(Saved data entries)
· · · ·

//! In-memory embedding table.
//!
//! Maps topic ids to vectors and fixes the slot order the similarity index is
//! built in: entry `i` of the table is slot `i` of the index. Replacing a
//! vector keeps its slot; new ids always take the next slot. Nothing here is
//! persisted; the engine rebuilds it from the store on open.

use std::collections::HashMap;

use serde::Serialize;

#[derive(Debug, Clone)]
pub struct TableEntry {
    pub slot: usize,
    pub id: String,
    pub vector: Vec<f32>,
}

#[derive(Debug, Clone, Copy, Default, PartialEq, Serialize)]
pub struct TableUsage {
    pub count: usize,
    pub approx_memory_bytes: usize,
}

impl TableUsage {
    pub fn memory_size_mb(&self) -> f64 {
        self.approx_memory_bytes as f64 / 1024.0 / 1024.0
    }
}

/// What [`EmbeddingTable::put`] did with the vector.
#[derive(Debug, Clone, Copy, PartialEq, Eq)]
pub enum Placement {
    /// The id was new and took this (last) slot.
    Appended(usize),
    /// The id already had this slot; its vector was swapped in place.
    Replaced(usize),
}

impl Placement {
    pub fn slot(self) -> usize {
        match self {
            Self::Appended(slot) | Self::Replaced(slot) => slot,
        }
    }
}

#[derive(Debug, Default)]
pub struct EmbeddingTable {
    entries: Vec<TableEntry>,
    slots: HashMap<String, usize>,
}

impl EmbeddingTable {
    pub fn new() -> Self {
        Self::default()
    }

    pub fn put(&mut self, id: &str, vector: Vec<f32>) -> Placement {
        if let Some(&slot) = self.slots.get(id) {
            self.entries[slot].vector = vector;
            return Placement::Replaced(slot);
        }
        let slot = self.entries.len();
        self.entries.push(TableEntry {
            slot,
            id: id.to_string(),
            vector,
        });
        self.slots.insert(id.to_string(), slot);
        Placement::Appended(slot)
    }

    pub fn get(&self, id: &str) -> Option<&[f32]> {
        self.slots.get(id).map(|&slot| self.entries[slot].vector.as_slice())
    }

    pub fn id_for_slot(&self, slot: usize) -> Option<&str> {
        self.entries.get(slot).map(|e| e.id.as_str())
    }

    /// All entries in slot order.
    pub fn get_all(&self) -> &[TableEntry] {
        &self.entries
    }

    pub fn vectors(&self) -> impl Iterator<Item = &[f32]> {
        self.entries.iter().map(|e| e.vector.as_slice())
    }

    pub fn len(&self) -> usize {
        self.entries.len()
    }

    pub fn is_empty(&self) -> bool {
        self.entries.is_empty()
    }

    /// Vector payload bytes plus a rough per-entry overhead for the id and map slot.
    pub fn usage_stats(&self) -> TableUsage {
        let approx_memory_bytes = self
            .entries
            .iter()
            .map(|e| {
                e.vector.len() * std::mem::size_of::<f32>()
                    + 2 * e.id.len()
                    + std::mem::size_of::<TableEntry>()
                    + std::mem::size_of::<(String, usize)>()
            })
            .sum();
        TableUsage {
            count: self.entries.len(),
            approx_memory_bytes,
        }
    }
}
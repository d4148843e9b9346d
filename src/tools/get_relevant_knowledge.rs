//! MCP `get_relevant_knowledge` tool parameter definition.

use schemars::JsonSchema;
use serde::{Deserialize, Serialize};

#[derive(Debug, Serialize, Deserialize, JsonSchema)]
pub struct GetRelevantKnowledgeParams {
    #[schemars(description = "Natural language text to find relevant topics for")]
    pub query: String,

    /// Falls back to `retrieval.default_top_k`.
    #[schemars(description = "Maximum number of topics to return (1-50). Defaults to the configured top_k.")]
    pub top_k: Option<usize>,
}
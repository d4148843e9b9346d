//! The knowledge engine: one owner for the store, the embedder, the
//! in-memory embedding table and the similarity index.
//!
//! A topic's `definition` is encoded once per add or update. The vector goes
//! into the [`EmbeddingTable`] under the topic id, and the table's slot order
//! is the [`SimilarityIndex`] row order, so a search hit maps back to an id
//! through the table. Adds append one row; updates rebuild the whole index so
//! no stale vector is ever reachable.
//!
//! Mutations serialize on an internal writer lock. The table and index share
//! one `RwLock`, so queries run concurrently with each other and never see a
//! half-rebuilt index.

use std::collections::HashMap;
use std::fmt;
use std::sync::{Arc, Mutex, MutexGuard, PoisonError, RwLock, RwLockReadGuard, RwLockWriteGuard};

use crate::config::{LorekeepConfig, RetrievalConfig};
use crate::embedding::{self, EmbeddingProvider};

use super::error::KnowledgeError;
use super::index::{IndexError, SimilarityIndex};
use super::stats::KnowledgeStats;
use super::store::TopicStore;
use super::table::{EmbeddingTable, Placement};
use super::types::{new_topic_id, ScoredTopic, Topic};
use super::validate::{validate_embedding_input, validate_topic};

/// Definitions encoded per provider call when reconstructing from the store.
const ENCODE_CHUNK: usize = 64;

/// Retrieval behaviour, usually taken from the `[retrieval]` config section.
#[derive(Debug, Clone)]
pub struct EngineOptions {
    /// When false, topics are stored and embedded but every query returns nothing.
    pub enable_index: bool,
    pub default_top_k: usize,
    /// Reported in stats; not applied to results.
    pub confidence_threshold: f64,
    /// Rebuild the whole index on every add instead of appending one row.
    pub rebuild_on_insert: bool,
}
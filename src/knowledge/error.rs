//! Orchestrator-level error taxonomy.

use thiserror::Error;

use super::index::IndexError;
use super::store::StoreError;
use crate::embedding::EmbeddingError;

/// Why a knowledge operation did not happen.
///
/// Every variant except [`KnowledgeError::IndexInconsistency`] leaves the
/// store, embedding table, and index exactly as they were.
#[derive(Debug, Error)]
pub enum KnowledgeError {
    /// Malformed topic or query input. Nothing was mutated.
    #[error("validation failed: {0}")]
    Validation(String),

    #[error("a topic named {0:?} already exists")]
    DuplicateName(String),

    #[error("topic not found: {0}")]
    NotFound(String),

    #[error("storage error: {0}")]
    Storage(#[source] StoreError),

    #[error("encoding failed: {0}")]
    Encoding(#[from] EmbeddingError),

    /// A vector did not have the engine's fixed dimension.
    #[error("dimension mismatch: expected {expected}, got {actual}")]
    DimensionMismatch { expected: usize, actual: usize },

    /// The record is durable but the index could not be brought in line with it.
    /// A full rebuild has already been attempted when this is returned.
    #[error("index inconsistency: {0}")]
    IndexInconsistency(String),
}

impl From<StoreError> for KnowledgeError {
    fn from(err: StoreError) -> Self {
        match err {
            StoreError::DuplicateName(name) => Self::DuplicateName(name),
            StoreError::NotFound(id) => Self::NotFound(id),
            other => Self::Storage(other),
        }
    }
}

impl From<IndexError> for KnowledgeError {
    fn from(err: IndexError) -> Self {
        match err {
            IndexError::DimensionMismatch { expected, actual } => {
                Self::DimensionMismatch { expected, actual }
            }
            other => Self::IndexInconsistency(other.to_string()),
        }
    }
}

· · · ·

WHAT TO WORK ON: Please retype every entry above exactly as it stands.

FINAL ANSWER:
//! In-memory embedding table.
//!
//! Maps topic ids to vectors and fixes the slot order the similarity index is
//! built in: entry `i` of the table is slot `i` of the index. Replacing a
//! vector keeps its slot; new ids always take the next slot. Nothing here is
//! persisted; the engine rebuilds it from the store on open.

use std::collections::HashMap;

use serde::Serialize;

#[derive(Debug, Clone)]
pub struct TableEntry {
    pub slot: usize,
    pub id: String,
    pub vector: Vec<f32>,
}

#[derive(Debug, Clone, Copy, Default, PartialEq, Serialize)]
pub struct TableUsage {
    pub count: usize,
    pub approx_memory_bytes: usize,
}

impl TableUsage {
    pub fn memory_size_mb(&self) -> f64 {
        self.approx_memory_bytes as f64 / 1024.0 / 1024.0
    }
}

/// What [`EmbeddingTable::put`] did with the vector.
#[derive(Debug, Clone, Copy, PartialEq, Eq)]
pub enum Placement {
    /// The id was new and took this (last) slot.
    Appended(usize),
    /// The id already had this slot; its vector was swapped in place.
    Replaced(usize),
}

impl Placement {
    pub fn slot(self) -> usize {
        match self {
            Self::Appended(slot) | Self::Replaced(slot) => slot,
        }
    }
}

#[derive(Debug, Default)]
pub struct EmbeddingTable {
    entries: Vec<TableEntry>,
    slots: HashMap<String, usize>,
}

impl EmbeddingTable {
    pub fn new() -> Self {
        Self::default()
    }

    pub fn put(&mut self, id: &str, vector: Vec<f32>) -> Placement {
        if let Some(&slot) = self.slots.get(id) {
            self.entries[slot].vector = vector;
            return Placement::Replaced(slot);
        }
        let slot = self.entries.len();
        self.entries.push(TableEntry {
            slot,
            id: id.to_string(),
            vector,
        });
        self.slots.insert(id.to_string(), slot);
        Placement::Appended(slot)
    }

    pub fn get(&self, id: &str) -> Option<&[f32]> {
        self.slots.get(id).map(|&slot| self.entries[slot].vector.as_slice())
    }

    pub fn id_for_slot(&self, slot: usize) -> Option<&str> {
        self.entries.get(slot).map(|e| e.id.as_str())
    }

    /// All entries in slot order.
    pub fn get_all(&self) -> &[TableEntry] {
        &self.entries
    }

    pub fn vectors(&self) -> impl Iterator<Item = &[f32]> {
        self.entries.iter().map(|e| e.vector.as_slice())
    }

    pub fn len(&self) -> usize {
        self.entries.len()
    }

    pub fn is_empty(&self) -> bool {
        self.entries.is_empty()
    }

    /// Vector payload bytes plus a rough per-entry overhead for the id and map slot.
    pub fn usage_stats(&self) -> TableUsage {
        let approx_memory_bytes = self
            .entries
            .iter()
            .map(|e| {
                e.vector.len() * std::mem::size_of::<f32>()
                    + 2 * e.id.len()
                    + std::mem::size_of::<TableEntry>()
                    + std::mem::size_of::<(String, usize)>()
            })
            .sum();
        TableUsage {
            count: self.entries.len(),
            approx_memory_bytes,
        }
    }
}
repository d4148843e9b9346d
filename src/tools/get_relevant_knowledge.rs
//! MCP `get_relevant_knowledge` tool parameter definition.

use schemars::JsonSchema;
use serde::{Deserialize, Serialize};

#[derive(Debug, Serialize, Deserialize, JsonSchema)]
pub struct GetRelevantKnowledgeParams {
    #[schemars(description = "Natural language text to find relevant topics for")]
    pub query: String,

    /// Falls back to `retrieval.default_top_k`.
    #[schemars(description = "Maximum number of topics to return (1-50). Defaults to the configured top_k.")]
    pub top_k: Option<usize>,
}
repository d4148843e9b9346d
//! The knowledge engine: one owner for the store, the embedder, the
//! in-memory embedding table and the similarity index.
//!
//! A topic's `definition` is encoded once per add or update. The vector goes
//! into the [`EmbeddingTable`] under the topic id, and the table's slot order
//! is the [`SimilarityIndex`] row order, so a search hit maps back to an id
//! through the table. Adds append one row; updates rebuild the whole index so
//! no stale vector is ever reachable.
//!
//! Mutations serialize on an internal writer lock. The table and index share
//! one `RwLock`, so queries run concurrently with each other and never see a
//! half-rebuilt index.

use std::collections::HashMap;
use std::fmt;
use std::sync::{Arc, Mutex, MutexGuard, PoisonError, RwLock, RwLockReadGuard, RwLockWriteGuard};

use crate::config::{LorekeepConfig, RetrievalConfig};
use crate::embedding::{self, EmbeddingProvider};

use super::error::KnowledgeError;
use super::index::{IndexError, SimilarityIndex};
use super::stats::KnowledgeStats;
use super::store::TopicStore;
use super::table::{EmbeddingTable, Placement};
use super::types::{new_topic_id, ScoredTopic, Topic};
use super::validate::{validate_embedding_input, validate_topic};

/// Definitions encoded per provider call when reconstructing from the store.
const ENCODE_CHUNK: usize = 64;

/// Retrieval behaviour, usually taken from the `[retrieval]` config section.
#[derive(Debug, Clone)]
pub struct EngineOptions {
    /// When false, topics are stored and embedded but every query returns nothing.
    pub enable_index: bool,
    pub default_top_k: usize,
    /// Reported in stats; not applied to results.
    pub confidence_threshold: f64,
    /// Rebuild the whole index on every add instead of appending one row.
    pub rebuild_on_insert: bool,
}
filename src/knowledge/error.rs
//! Orchestrator-level error taxonomy.

use thiserror::Error;

use super::index::IndexError;
use super::store::StoreError;
use crate::embedding::EmbeddingError;

/// Why a knowledge operation did not happen.
///
/// Every variant except [`KnowledgeError::IndexInconsistency`] leaves the
/// store, embedding table, and index exactly as they were.
#[derive(Debug, Error)]
pub enum KnowledgeError {
    /// Malformed topic or query input. Nothing was mutated.
    #[error("validation failed: {0}")]
    Validation(String),

    #[error("a topic named {0:?} already exists")]
    DuplicateName(String),

    #[error("topic not found: {0}")]
    NotFound(String),

    #[error("storage error: {0}")]
    Storage(#[source] StoreError),

    #[error("encoding failed: {0}")]
    Encoding(#[from] EmbeddingError),

    /// A vector did not have the engine's fixed dimension.
    #[error("dimension mismatch: expected {expected}, got {actual}")]
    DimensionMismatch { expected: usize, actual: usize },

    /// The record is durable but the index could not be brought in line with it.
    /// A full rebuild has already been attempted when this is returned.
    #[error("index inconsistency: {0}")]
    IndexInconsistency(String),
}

impl From<StoreError> for KnowledgeError {
    fn from(err: StoreError) -> Self {
        match err {
            StoreError::DuplicateName(name) => Self::DuplicateName(name),
            StoreError::NotFound(id) => Self::NotFound(id),
            other => Self::Storage(other),
        }
    }
}

impl From<IndexError> for KnowledgeError {
    fn from(err: IndexError) -> Self {
        match err {
            IndexError::DimensionMismatch { expected, actual } => {
                Self::DimensionMismatch { expected, actual }
            }
            other => Self::IndexInconsistency(other.to_string()),
        }
    }
}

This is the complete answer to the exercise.